++++ DATA RECORDS

//! Node assembly for LinkChain
//!
//! Wires one ledger to a connection registry through the propagation
//! protocol, runs the peer listener, and is the single entry point for
//! local appends.

use crate::blockchain::{Block, Ledger};
use crate::config::Config;
use crate::error::{ChainError, Result};
use crate::network::{ConnectionRegistry, DEFAULT_DIAL_TIMEOUT, DEFAULT_WRITE_TIMEOUT};
use crate::protocol::codec::{check_frame, Framing};
use crate::protocol::{Message, Propagator};
use std::net::SocketAddr;
use std::sync::Arc;
use std::time::Duration;
use tokio::net::TcpListener;
use tokio::sync::{mpsc, Mutex, RwLock};
use tokio_util::sync::CancellationToken;
use tracing::{error, info, warn};

/// Capacity of the queue between peer reader tasks and the ingest loop.
const INBOUND_QUEUE_CAPACITY: usize = 1024;

#[derive(Debug, Clone, Copy, PartialEq, Eq)]
pub enum NodeState {
    Booting,
    Ready,
    Stopped,
}

/// Plain values the node needs; see [`Config`] for where they come from.
#[derive(Debug, Clone)]
pub struct NodeSettings {
    pub framing: Framing,
    pub dial_timeout: Duration,
    pub write_timeout: Duration,
}

impl Default for NodeSettings {
    fn default() -> Self {
        Self {
            framing: Framing::default(),
            dial_timeout: DEFAULT_DIAL_TIMEOUT,
            write_timeout: DEFAULT_WRITE_TIMEOUT,
        }
    }
}

impl From<&Config> for NodeSettings {
    fn from(config: &Config) -> Self {
        Self {
            framing: config.framing,
            dial_timeout: Duration::from_millis(config.dial_timeout_ms),
            write_timeout: Duration::from_millis(config.write_timeout_ms),
        }
    }
}

/// Composition root: one ledger, one connection registry and the
/// propagation protocol joining them. The node holds the only write path
/// into its ledger.
pub struct Node {
    ledger: Arc<RwLock<Ledger>>,
    registry: Arc<ConnectionRegistry>,
    protocol: Arc<Propagator>,
    state: Arc<RwLock<NodeState>>,
    /// Serialises local append+announce so peers see local blocks in
    /// ledger order.
    local_writes: Mutex<()>,
    cancel: CancellationToken,
}

impl Node {
    /// Builds the node and spawns its ingest loop. Must be called from
    /// within a tokio runtime.
    pub fn new(settings: NodeSettings) -> Arc<Self> {
        let (inbound_tx, inbound_rx) = mpsc::channel(INBOUND_QUEUE_CAPACITY);
        let ledger = Arc::new(RwLock::new(Ledger::new()));
        let registry = Arc::new(
            ConnectionRegistry::new(settings.framing, inbound_tx)
                .with_timeouts(settings.dial_timeout, settings.write_timeout),
        );
        let protocol = Arc::new(Propagator::new(ledger.clone(), registry.clone()));
        let cancel = CancellationToken::new();

        tokio::spawn(protocol.clone().run(inbound_rx, cancel.child_token()));

        Arc::new(Self {
            ledger,
            registry,
            protocol,
            state: Arc::new(RwLock::new(NodeState::Booting)),
            local_writes: Mutex::new(()),
            cancel,
        })
    }

    /// Binds `address` and starts accepting peers. A bind failure is
    /// returned as [`ChainError::Bind`] and should be treated as fatal.
    pub async fn listen(&self, address: &str) -> Result<SocketAddr> {
        let listener = TcpListener::bind(address).await.map_err(|e| ChainError::Bind {
            address: address.to_string(),
            reason: e.to_string(),
        })?;
        let local = listener.local_addr()?;
        info!("Node is listening on {}", local);

        let registry = self.registry.clone();
        let cancel = self.cancel.child_token();
        tokio::spawn(async move {
            loop {
                tokio::select! {
                    _ = cancel.cancelled() => break,
                    accepted = listener.accept() => match accepted {
                        Ok((stream, remote)) => {
                            info!(peer = %remote, "Accepted inbound peer");
                            registry.accept(stream).await;
                        }
                        Err(e) => {
                            error!("Failed to accept connection: {}", e);
                            tokio::time::sleep(Duration::from_millis(100)).await;
                        }
                    },
                }
            }
            info!("Listener on {} stopped", local);
        });

        *self.state.write().await = NodeState::Ready;
        Ok(local)
    }

    pub async fn connect_to_peer(&self, address: &str) -> Result<()> {
        match self.registry.connect(address).await {
            Ok(_) => Ok(()),
            Err(e) => {
                warn!("Failed to connect to peer: {}", e);
                Err(e)
            }
        }
    }

    /// Appends `payload` locally and announces the new block to every peer.
    /// Payloads the configured framing cannot carry are refused before the
    /// ledger is touched.
    pub async fn append_and_broadcast(&self, payload: impl Into<String>) -> Result<Block> {
        let payload = payload.into();
        check_frame(self.registry.framing(), &Message::Block(payload.clone()).encode())?;

        let _guard = self.local_writes.lock().await;
        let block = self.ledger.write().await.append(payload);
        info!(hash = %block.hash, "New block added");
        self.protocol.announce(&block).await?;
        Ok(block)
    }

    pub async fn blocks(&self) -> Vec<Block> {
        self.ledger.read().await.blocks().to_vec()
    }

    /// Block at `index`; negative or past-the-end indices are
    /// [`ChainError::OutOfRange`].
    pub async fn block_at(&self, index: i64) -> Result<Block> {
        let ledger = self.ledger.read().await;
        usize::try_from(index)
            .ok()
            .and_then(|i| ledger.at(i).ok())
            .cloned()
            .ok_or(ChainError::OutOfRange {
                index,
                len: ledger.len(),
            })
    }

    pub async fn tail(&self) -> Block {
        self.ledger.read().await.tail().clone()
    }

    pub async fn len(&self) -> usize {
        self.ledger.read().await.len()
    }

    /// Always false: the ledger starts with its genesis block.
    pub async fn is_empty(&self) -> bool {
        self.ledger.read().await.is_empty()
    }

    pub async fn validate(&self) -> bool {
        self.ledger.read().await.validate()
    }

    pub async fn peers(&self) -> Vec<String> {
        self.registry.peers().await
    }

    pub async fn state(&self) -> NodeState {
        *self.state.read().await
    }

    /// Stops the listener and ingest loop and closes every peer connection.
    pub async fn shutdown(&self) {
        *self.state.write().await = NodeState::Stopped;
        self.cancel.cancel();
        self.registry.shutdown().await;
        info!("Node stopped");
    }
}
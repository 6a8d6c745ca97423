//! Error types for LinkChain

use std::fmt;

#[derive(Debug, Clone, PartialEq, Eq)]
pub enum ChainError {
    /// Dial, accept or write failure, scoped to a single peer.
    Connection { address: String, reason: String },
    OutOfRange { index: i64, len: usize },
    MalformedMessage(String),
    Framing(String),
    /// Failure to bind a listening address. Fatal at start-up.
    Bind { address: String, reason: String },
    Config(String),
    IoError(String),
}

impl fmt::Display for ChainError {
    fn fmt(&self, f: &mut fmt::Formatter) -> fmt::Result {
        match self {
            ChainError::Connection { address, reason } => {
                write!(f, "Connection error with {}: {}", address, reason)
            }
            ChainError::OutOfRange { index, len } => {
                write!(f, "Index out of range: {} (ledger length {})", index, len)
            }
            ChainError::MalformedMessage(msg) => write!(f, "Malformed message: {}", msg),
            ChainError::Framing(msg) => write!(f, "Framing error: {}", msg),
            ChainError::Bind { address, reason } => {
                write!(f, "Failed to bind {}: {}", address, reason)
            }
            ChainError::Config(msg) => write!(f, "Configuration error: {}", msg),
            ChainError::IoError(msg) => write!(f, "IO error: {}", msg),
        }
    }
}

impl std::error::Error for ChainError {}

impl From<std::io::Error> for ChainError {
    fn from(err: std::io::Error) -> Self {
        ChainError::IoError(err.to_string())
    }
}

impl From<crate::protocol::FramingError> for ChainError {
    fn from(err: crate::protocol::FramingError) -> Self {
        ChainError::Framing(err.to_string())
    }
}

/// Convenience alias used across the crate
pub type Result<T> = std::result::Result<T, ChainError>;
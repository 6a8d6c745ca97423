//! Configuration management for LinkChain
//!
//! Values come from an optional TOML file, then environment variables
//! (`NODE_ADDRESS`, `API_ADDRESS`, `INITIAL_PEER`) override them. The node
//! core never reads the environment itself; it is handed plain values.

use crate::error::{ChainError, Result};
use crate::protocol::codec::Framing;
use serde::Deserialize;
use std::fs;
use std::path::Path;

pub const DEFAULT_CONFIG_PATH: &str = "config.toml";

#[derive(Debug, Clone, PartialEq, Eq, Deserialize)]
#[serde(default)]
pub struct Config {
    /// Listening address for peer connections.
    pub node_address: String,
    /// Listening address for the HTTP surface.
    pub api_address: String,
    pub initial_peer: Option<String>,
    pub framing: Framing,
    pub dial_timeout_ms: u64,
    pub write_timeout_ms: u64,
}

impl Default for Config {
    fn default() -> Self {
        Self {
            node_address: default_node_address(),
            api_address: default_api_address(),
            initial_peer: None,
            framing: Framing::default(),
            dial_timeout_ms: default_timeout_ms(),
            write_timeout_ms: default_timeout_ms(),
        }
    }
}

fn default_node_address() -> String {
    "localhost:3001".to_string()
}

fn default_api_address() -> String {
    "localhost:8080".to_string()
}

fn default_timeout_ms() -> u64 {
    5_000
}

impl Config {
    /// Applies environment-style overrides. Empty addresses are ignored; an
    /// empty `INITIAL_PEER` clears the bootstrap peer.
    pub fn apply_overrides<F>(&mut self, lookup: F)
    where
        F: Fn(&str) -> Option<String>,
    {
        if let Some(addr) = lookup("NODE_ADDRESS").filter(|v| !v.is_empty()) {
            self.node_address = addr;
        }
        if let Some(addr) = lookup("API_ADDRESS").filter(|v| !v.is_empty()) {
            self.api_address = addr;
        }
        if let Some(peer) = lookup("INITIAL_PEER") {
            self.initial_peer = Some(peer).filter(|p| !p.is_empty());
        }
    }

    pub fn validate(&self) -> Result<()> {
        if self.node_address.is_empty() {
            return Err(ChainError::Config("node_address must be set".to_string()));
        }
        if self.api_address.is_empty() {
            return Err(ChainError::Config("api_address must be set".to_string()));
        }
        if self.dial_timeout_ms == 0 || self.write_timeout_ms == 0 {
            return Err(ChainError::Config("timeouts must be greater than zero".to_string()));
        }
        Ok(())
    }
}

pub fn load_config() -> Result<Config> {
    load_config_from(Path::new(DEFAULT_CONFIG_PATH))
}

/// Reads `path` if it exists (a missing file yields defaults), then applies
/// the process environment on top.
pub fn load_config_from(path: &Path) -> Result<Config> {
    let config_str = match fs::read_to_string(path) {
        Ok(s) => s,
        Err(e) if e.kind() == std::io::ErrorKind::NotFound => String::new(),
        Err(e) => {
            return Err(ChainError::Config(format!("cannot read {}: {}", path.display(), e)))
        }
    };

    let mut config: Config = if config_str.trim().is_empty() {
        Config::default()
    } else {
        toml::from_str(&config_str)
            .map_err(|e| ChainError::Config(format!("invalid {}: {}", path.display(), e)))?
    };

    config.apply_overrides(|key| std::env::var(key).ok());
    config.validate()?;
    Ok(config)
}
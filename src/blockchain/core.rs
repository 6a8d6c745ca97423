// core.rs splits ledger responsibilities into submodules: chain structure and
// append path in `chain`, integrity checks in `validation`.
pub mod chain;
pub mod validation;

pub use chain::*;
pub use validation::*;
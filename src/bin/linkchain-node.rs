#![forbid(unsafe_code)]
//! LinkChain node: peer listener, optional bootstrap peer and HTTP surface.

use clap::Parser;
use colored::*;
use linkchain::api::run_api_server;
use linkchain::config::{load_config_from, DEFAULT_CONFIG_PATH};
use linkchain::node::{Node, NodeSettings};
use linkchain::protocol::Framing;
use std::path::PathBuf;
use tracing::{info, warn};
use tracing_subscriber::EnvFilter;

#[derive(Parser, Debug)]
#[command(name = "linkchain-node", version, about = "Run a LinkChain node")]
struct Cli {
    /// Path to the TOML configuration file (optional)
    #[arg(long, default_value = DEFAULT_CONFIG_PATH)]
    config: PathBuf,

    /// Address to accept peer connections on (overrides NODE_ADDRESS)
    #[arg(long)]
    node_address: Option<String>,

    /// Address to serve the HTTP API on (overrides API_ADDRESS)
    #[arg(long)]
    api_address: Option<String>,

    /// Peer to connect to at start-up (overrides INITIAL_PEER)
    #[arg(long)]
    peer: Option<String>,

    /// Wire framing: newline or length-prefixed
    #[arg(long)]
    framing: Option<Framing>,
}

#[tokio::main]
async fn main() -> Result<(), Box<dyn std::error::Error>> {
    tracing_subscriber::fmt()
        .with_env_filter(
            EnvFilter::try_from_default_env()
                .unwrap_or_else(|_| EnvFilter::new("linkchain=info,linkchain_node=info")),
        )
        .init();

    let cli = Cli::parse();
    let mut config = load_config_from(&cli.config)?;
    if let Some(addr) = cli.node_address {
        config.node_address = addr;
    }
    if let Some(addr) = cli.api_address {
        config.api_address = addr;
    }
    if let Some(peer) = cli.peer {
        config.initial_peer = Some(peer);
    }
    if let Some(framing) = cli.framing {
        config.framing = framing;
    }
    config.validate()?;

    println!("{}", "LinkChain node".bright_cyan().bold());
    println!("{}", "--------------".bright_cyan());
    println!("  p2p:     {}", config.node_address.bright_white());
    println!("  api:     {}", config.api_address.bright_white());
    println!("  framing: {}", config.framing.to_string().bright_white());
    println!();

    let node = Node::new(NodeSettings::from(&config));

    // Failing to bind the peer listener is the one fatal start-up error.
    node.listen(&config.node_address).await?;

    if let Some(peer) = &config.initial_peer {
        match node.connect_to_peer(peer).await {
            Ok(()) => info!("Connected to bootstrap peer {}", peer),
            Err(e) => warn!("Continuing without bootstrap peer: {}", e),
        }
    }

    let shutdown_node = node.clone();
    let shutdown = async move {
        if let Err(e) = tokio::signal::ctrl_c().await {
            warn!("Failed to listen for shutdown signal: {}", e);
            std::future::pending::<()>().await;
        }
        info!("Shutdown signal received");
        shutdown_node.shutdown().await;
    };

    run_api_server(node, &config.api_address, shutdown).await?;
    Ok(())
}
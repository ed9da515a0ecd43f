//! Parking monitor firmware entry point
//!
//! Initializes the hardware, homes the gate, starts the periodic sampler and
//! then serves the dashboard for as long as the board runs.

#![no_std]
#![no_main]

use crate::task::{
    gate_servo::GateServo,
    http_server,
    network,
    resources::{
        AssignedResources, EthernetResources, GateServoResources, IRSensorResources, Irqs,
        UltrasonicDistanceSensorResources,
    },
    sample::sample_periodically,
    ultrasonic::Hcsr04,
    SharedMonitor,
};
use defmt::info;
use embassy_executor::Spawner;
use embassy_rp::block::ImageDef;
use embassy_rp::config::Config;
use embassy_rp::gpio::{Input, Pull};
use embassy_rp::pio::Pio;
use embassy_rp::pio_programs::pwm::{PioPwm, PioPwmProgram};
use embassy_sync::mutex::Mutex;
use embassy_time::Delay;
use smart_parking::system::{
    gate::{Gate, PulseRange},
    monitor::ParkingMonitor,
};
use static_cell::StaticCell;
use {defmt_rtt as _, panic_probe as _};

/// Firmware image type for bootloader
#[link_section = ".start_block"]
#[used]
pub static IMAGE_DEF: ImageDef = ImageDef::secure_exe();

/// Hardware tasks and drivers
mod task;

/// Firmware entry point
#[embassy_executor::main]
async fn main(spawner: Spawner) {
    let p = embassy_rp::init(Config::default());
    let r = split_resources!(p);

    // The PIO block has to outlive the servo, main never returns so keeping it here is enough.
    let Pio { mut common, sm0, .. } = Pio::new(r.gate_servo.pio, Irqs);
    let program = PioPwmProgram::new(&mut common);
    let pwm = PioPwm::new(&mut common, sm0, r.gate_servo.pin, &program);
    let servo = GateServo::new(pwm, PulseRange::SG90);

    // Gate is forced closed here, before anything can ask for its state
    let monitor = ParkingMonitor::start(
        Hcsr04::new(r.us_distance_sensor),
        Input::new(r.ir_sensor.ir_pin, Pull::Up),
        Gate::new(servo, Delay),
    )
    .await;

    static MONITOR: StaticCell<SharedMonitor> = StaticCell::new();
    let monitor: &'static SharedMonitor = MONITOR.init(Mutex::new(monitor));

    spawner.spawn(sample_periodically(monitor)).unwrap();

    let stack = network::start(spawner, r.ethernet).await;
    info!("Network up, serving dashboard");

    http_server::serve(stack, monitor).await
}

++++++++

BRIEF: Each line in the data that holds the string "match" should be found and copied.

RESULT OF THIS TASK:
                    accepted = listener.accept() => match accepted {
        match self.registry.connect(address).await {
        match self {
    let config_str = match fs::read_to_string(path) {
        match node.connect_to_peer(peer).await {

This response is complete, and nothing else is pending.